What needs to be done → Would you please copy every line below that includes the string "ECDSA"?

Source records

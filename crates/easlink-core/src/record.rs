//! # Raw Attestation Record
//!
//! The positionally-decoded attestation exactly as it arrived off the
//! wire. Immutable once parsed; everything downstream (digest
//! construction, schema resolution, payload decoding) reads from it and
//! nothing writes back.

use alloy_primitives::{Address, Bytes, B256};
use serde::{Deserialize, Serialize};

use crate::chain::ChainId;

/// The decoded fields of a transported attestation.
///
/// Field order mirrors the wire array (see the codec crate); `recipient`
/// and `ref_uid` have already had their literal-`"0"` null encodings
/// normalized to the zero address / zero uid by the parser.
#[derive(Debug, Clone, PartialEq, Eq, Hash, Serialize, Deserialize)]
#[serde(rename_all = "camelCase")]
pub struct RawAttestationRecord {
    /// Protocol version string, also the EIP-712 domain version.
    pub version: String,
    /// Chain the attestation was signed for.
    pub chain_id: ChainId,
    /// EIP-712 domain verifying contract.
    pub verifying_contract: Address,
    /// ECDSA signature `r` component.
    pub r: B256,
    /// ECDSA signature `s` component.
    pub s: B256,
    /// ECDSA recovery byte, usually 27 or 28.
    pub v: u64,
    /// The address that claims to have signed this attestation. Trusted
    /// only after EC recovery confirms it.
    pub signer: Address,
    /// Unique attestation id.
    pub uid: B256,
    /// Schema uid describing the layout of `data`.
    pub schema: B256,
    /// Recipient address; zero when the wire carried the literal `"0"`.
    pub recipient: Address,
    /// Issuance time, unix seconds.
    pub time: u64,
    /// Expiration time, unix seconds; zero means never expires.
    pub expiration_time: u64,
    /// Referenced attestation uid; zero when the wire carried `"0"`.
    pub ref_uid: B256,
    /// Whether the attestation is revocable on-chain.
    pub revocable: bool,
    /// The ABI-encoded payload blob, decoded against the schema.
    pub data: Bytes,
    /// Issuer-side nonce.
    pub nonce: u64,
}

impl RawAttestationRecord {
    /// Whether the record carries no usable schema uid (empty legacy
    /// tickets encode this as the all-zero uid). Such records decode
    /// against the hardcoded legacy ticket layout instead of the registry.
    pub fn has_schema(&self) -> bool {
        self.schema != B256::ZERO
    }
}

#[cfg(test)]
mod tests {
    use super::*;

    fn sample() -> RawAttestationRecord {
        RawAttestationRecord {
            version: "0.26".into(),
            chain_id: ChainId::ARBITRUM_ONE,
            verifying_contract: Address::repeat_byte(0x11),
            r: B256::repeat_byte(0x22),
            s: B256::repeat_byte(0x33),
            v: 28,
            signer: Address::repeat_byte(0x44),
            uid: B256::repeat_byte(0x55),
            schema: B256::repeat_byte(0x66),
            recipient: Address::ZERO,
            time: 1_700_000_000,
            expiration_time: 0,
            ref_uid: B256::ZERO,
            revocable: true,
            data: Bytes::from(vec![0xca, 0xfe]),
            nonce: 0,
        }
    }

    #[test]
    fn equality_is_structural() {
        let a = sample();
        let mut b = sample();
        assert_eq!(a, b);
        b.nonce = 1;
        assert_ne!(a, b);
    }

    #[test]
    fn zero_schema_means_legacy() {
        let mut record = sample();
        assert!(record.has_schema());
        record.schema = B256::ZERO;
        assert!(!record.has_schema());
    }

    #[test]
    fn serde_round_trip() {
        let record = sample();
        let json = serde_json::to_string(&record).expect("serialize");
        let back: RawAttestationRecord = serde_json::from_str(&json).expect("deserialize");
        assert_eq!(record, back);
    }
}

Solution to the problem →
    /// ECDSA signature `r` component.
    /// ECDSA signature `s` component.
    /// ECDSA recovery byte, usually 27 or 28.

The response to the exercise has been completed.